A list object of class calculateReconstructionErrorObject containing the results from the calculateReconstructionError function.

cell_type

A character string specifying the cell type for which the plots should be generated. If NULL, defaults to "Combined" if available, otherwise plots the first available cell type. Default is NULL.

data_type

A character string specifying whether to plot the "query" data, "reference" data, or "both". Default is "both".

plot_type

A character string specifying the type of visualization. Options are "violin", "boxplot", "ridge", or "heatmap". Default is "violin".

draw_plot

Logical indicating whether to draw the plot immediately (TRUE) or return the undrawn plot object (FALSE). For heatmaps, FALSE returns a ComplexHeatmap object. Default is FALSE.

...

Additional arguments passed to ComplexHeatmap::Heatmap when plot_type = "heatmap".

Value

A list containing the following components for each cell type and the combined data:

reference_reconstruction_errors

Reconstruction error (SSE) for each cell in the reference data.

reference_anomaly

Logical vector indicating whether each reference cell is classified as an anomaly.

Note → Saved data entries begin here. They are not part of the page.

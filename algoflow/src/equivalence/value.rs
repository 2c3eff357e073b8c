//! Result-set parsing for equivalence runs.
//!
//! Producers emit a JSON array of objects keyed by test-case name with
//! `actual_*` numeric fields (scalar or ordered sequence) and a
//! `tolerance` field. Shapes outside that contract are rejected rather
//! than coerced.

use crate::errors::PipelineError;
use serde_json::Value;
use std::collections::BTreeMap;
use std::fmt;

/// Field prefix marking an output under comparison.
pub const ACTUAL_PREFIX: &str = "actual_";

/// Fields never treated as outputs by the legacy fallback.
const RESERVED_FIELDS: [&str; 4] = ["test_name", "tolerance", "status", "description"];

/// Which producer a result set came from.
#[derive(Debug, Clone, Copy, PartialEq, Eq)]
pub enum ResultSource {
    /// The authoring environment's outputs.
    Reference,
    /// The generated implementation's outputs.
    Candidate,
}

impl fmt::Display for ResultSource {
    fn fmt(&self, f: &mut fmt::Formatter<'_>) -> fmt::Result {
        match self {
            Self::Reference => write!(f, "reference"),
            Self::Candidate => write!(f, "candidate"),
        }
    }
}

/// A numeric output field: a scalar or an ordered sequence.
#[derive(Debug, Clone, PartialEq)]
pub enum Numeric {
    /// A single value.
    Scalar(f64),
    /// An ordered sequence of values.
    Sequence(Vec<f64>),
}

impl Numeric {
    /// Parses a JSON value, rejecting non-numeric shapes.
    pub fn from_json(value: &Value) -> Result<Self, PipelineError> {
        match value {
            Value::Number(n) => n
                .as_f64()
                .map(Self::Scalar)
                .ok_or_else(|| PipelineError::Input(format!("non-finite number: {n}"))),
            Value::Array(items) => {
                let mut out = Vec::with_capacity(items.len());
                for item in items {
                    match item {
                        Value::Number(n) => out.push(n.as_f64().ok_or_else(|| {
                            PipelineError::Input(format!("non-finite number in sequence: {n}"))
                        })?),
                        other => {
                            return Err(PipelineError::Input(format!(
                                "sequence element is not a number: {other}"
                            )))
                        }
                    }
                }
                Ok(Self::Sequence(out))
            }
            other => Err(PipelineError::Input(format!(
                "expected number or array of numbers, got: {other}"
            ))),
        }
    }

    /// Views the value as a slice; scalars are single-element sequences.
    #[must_use]
    pub fn elements(&self) -> &[f64] {
        match self {
            Self::Scalar(v) => std::slice::from_ref(v),
            Self::Sequence(v) => v.as_slice(),
        }
    }

    /// Returns the element count.
    #[must_use]
    pub fn len(&self) -> usize {
        self.elements().len()
    }

    /// Returns true if the sequence is empty.
    #[must_use]
    pub fn is_empty(&self) -> bool {
        self.elements().is_empty()
    }
}

/// Per-case tolerance. The absolute bound gates; the relative bound is
/// recorded for diagnostics only.
#[derive(Debug, Clone, Copy, Default, PartialEq)]
pub struct Tolerance {
    /// Maximum allowed absolute difference.
    pub absolute: Option<f64>,
    /// Maximum expected relative difference, diagnostics only.
    pub relative: Option<f64>,
}

impl Tolerance {
    fn from_json(value: &Value) -> Result<Self, PipelineError> {
        match value {
            Value::Number(n) => Ok(Self {
                absolute: n.as_f64(),
                relative: None,
            }),
            Value::Object(map) => {
                let field = |key: &str| -> Result<Option<f64>, PipelineError> {
                    match map.get(key) {
                        None | Some(Value::Null) => Ok(None),
                        Some(Value::Number(n)) => Ok(n.as_f64()),
                        Some(other) => Err(PipelineError::Input(format!(
                            "tolerance.{key} is not a number: {other}"
                        ))),
                    }
                };
                Ok(Self {
                    absolute: field("absolute")?,
                    relative: field("relative")?,
                })
            }
            other => Err(PipelineError::Input(format!(
                "tolerance is neither a number nor an object: {other}"
            ))),
        }
    }
}

/// One test case's named output fields from one producer.
#[derive(Debug, Clone, PartialEq)]
pub struct CaseRecord {
    /// Case name, unique within a run.
    pub name: String,
    /// Output fields keyed by name, sorted for deterministic reports.
    pub fields: BTreeMap<String, Numeric>,
    /// Per-case tolerance override.
    pub tolerance: Tolerance,
}

impl CaseRecord {
    fn from_json(value: &Value, source: ResultSource) -> Result<Self, PipelineError> {
        let Value::Object(map) = value else {
            return Err(PipelineError::Input(format!(
                "{source} result entry is not an object: {value}"
            )));
        };

        let name = map
            .get("test_name")
            .and_then(Value::as_str)
            .ok_or_else(|| {
                PipelineError::Input(format!("{source} result entry is missing 'test_name'"))
            })?
            .to_string();

        let tolerance = match map.get("tolerance") {
            Some(value) => Tolerance::from_json(value)
                .map_err(|e| PipelineError::Input(format!("case '{name}': {e}")))?,
            None => Tolerance::default(),
        };

        let mut fields = BTreeMap::new();
        let has_actual = map.keys().any(|k| k.starts_with(ACTUAL_PREFIX));
        for (key, raw) in map {
            let is_output = if has_actual {
                key.starts_with(ACTUAL_PREFIX)
            } else {
                // Legacy producers did not prefix outputs; take every
                // field except identity, tolerance and status fields.
                !RESERVED_FIELDS.contains(&key.as_str())
            };
            if !is_output {
                continue;
            }
            let numeric = Numeric::from_json(raw)
                .map_err(|e| PipelineError::Input(format!("case '{name}', field '{key}': {e}")))?;
            fields.insert(key.clone(), numeric);
        }

        Ok(Self {
            name,
            fields,
            tolerance,
        })
    }
}

/// All of one producer's test cases, keyed by case name.
#[derive(Debug, Clone, Default)]
pub struct ResultSet {
    /// Cases keyed by name, sorted.
    pub cases: BTreeMap<String, CaseRecord>,
}

impl ResultSet {
    /// Parses a producer's JSON result array.
    ///
    /// Duplicate case names are rejected: case names must be unique
    /// within an equivalence run.
    pub fn from_json(value: &Value, source: ResultSource) -> Result<Self, PipelineError> {
        let Value::Array(entries) = value else {
            return Err(PipelineError::Input(format!(
                "{source} result set is not an array: got {}",
                type_name(value)
            )));
        };

        let mut cases = BTreeMap::new();
        for entry in entries {
            let record = CaseRecord::from_json(entry, source)?;
            let name = record.name.clone();
            if cases.insert(name.clone(), record).is_some() {
                return Err(PipelineError::Input(format!(
                    "{source} result set has duplicate case '{name}'"
                )));
            }
        }

        Ok(Self { cases })
    }

    /// Returns the number of cases.
    #[must_use]
    pub fn len(&self) -> usize {
        self.cases.len()
    }

    /// Returns true if there are no cases.
    #[must_use]
    pub fn is_empty(&self) -> bool {
        self.cases.is_empty()
    }
}

fn type_name(value: &Value) -> &'static str {
    match value {
        Value::Null => "null",
        Value::Bool(_) => "bool",
        Value::Number(_) => "number",
        Value::String(_) => "string",
        Value::Array(_) => "array",
        Value::Object(_) => "object",
    }
}

#[cfg(test)]
mod tests {
    use super::*;
    use serde_json::json;

    #[test]
    fn test_numeric_scalar_and_sequence() {
        let scalar = Numeric::from_json(&json!(1.5)).unwrap();
        assert_eq!(scalar.elements(), &[1.5]);

        let seq = Numeric::from_json(&json!([1.0, 2.0])).unwrap();
        assert_eq!(seq.elements(), &[1.0, 2.0]);
        assert_eq!(seq.len(), 2);
    }

    #[test]
    fn test_numeric_rejects_malformed_shapes() {
        assert!(Numeric::from_json(&json!("1.0")).is_err());
        assert!(Numeric::from_json(&json!([1.0, "x"])).is_err());
        assert!(Numeric::from_json(&json!({"v": 1.0})).is_err());
        assert!(Numeric::from_json(&json!(null)).is_err());
    }

    #[test]
    fn test_result_set_parses_producer_shape() {
        let value = json!([
            {
                "test_name": "nominal",
                "actual_state": [1.0, 2.0],
                "actual_covariance": [0.1, 0.0, 0.0, 0.1],
                "tolerance": 1e-10
            }
        ]);

        let set = ResultSet::from_json(&value, ResultSource::Reference).unwrap();
        assert_eq!(set.len(), 1);

        let case = &set.cases["nominal"];
        assert_eq!(case.fields.len(), 2);
        assert_eq!(case.tolerance.absolute, Some(1e-10));
        assert!(case.fields.contains_key("actual_state"));
    }

    #[test]
    fn test_tolerance_object_form() {
        let value = json!([
            {
                "test_name": "t",
                "actual_x": 1.0,
                "tolerance": {"absolute": 1e-8, "relative": 1e-6}
            }
        ]);
        let set = ResultSet::from_json(&value, ResultSource::Candidate).unwrap();
        let tol = set.cases["t"].tolerance;
        assert_eq!(tol.absolute, Some(1e-8));
        assert_eq!(tol.relative, Some(1e-6));
    }

    #[test]
    fn test_legacy_fallback_takes_unprefixed_fields() {
        let value = json!([
            {
                "test_name": "t",
                "description": "legacy case",
                "state": [1.0],
                "status": "passed",
                "tolerance": 1e-10
            }
        ]);
        let set = ResultSet::from_json(&value, ResultSource::Reference).unwrap();
        let case = &set.cases["t"];
        assert_eq!(case.fields.len(), 1);
        assert!(case.fields.contains_key("state"));
    }

    #[test]
    fn test_prefixed_fields_win_over_fallback() {
        let value = json!([
            {
                "test_name": "t",
                "actual_x": 1.0,
                "unprefixed": 2.0
            }
        ]);
        let set = ResultSet::from_json(&value, ResultSource::Reference).unwrap();
        assert_eq!(set.cases["t"].fields.len(), 1);
    }

    #[test]
    fn test_duplicate_case_names_rejected() {
        let value = json!([
            {"test_name": "t", "actual_x": 1.0},
            {"test_name": "t", "actual_x": 2.0}
        ]);
        let err = ResultSet::from_json(&value, ResultSource::Candidate).unwrap_err();
        assert!(err.to_string().contains("duplicate"));
    }

    #[test]
    fn test_missing_test_name_rejected() {
        let value = json!([{"actual_x": 1.0}]);
        assert!(ResultSet::from_json(&value, ResultSource::Reference).is_err());
    }

    #[test]
    fn test_non_array_rejected() {
        assert!(ResultSet::from_json(&json!({}), ResultSource::Reference).is_err());
    }
}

query_reconstruction_errors

Reconstruction error (SSE) for each cell in the query data (if provided).

query_anomaly

Logical vector indicating whether each query cell is classified as an anomaly.

applied_threshold

The numeric threshold applied to determine anomalies for that cell type.

var_explained

Proportion of variance explained by the retained principal components for that cell type's local PCA.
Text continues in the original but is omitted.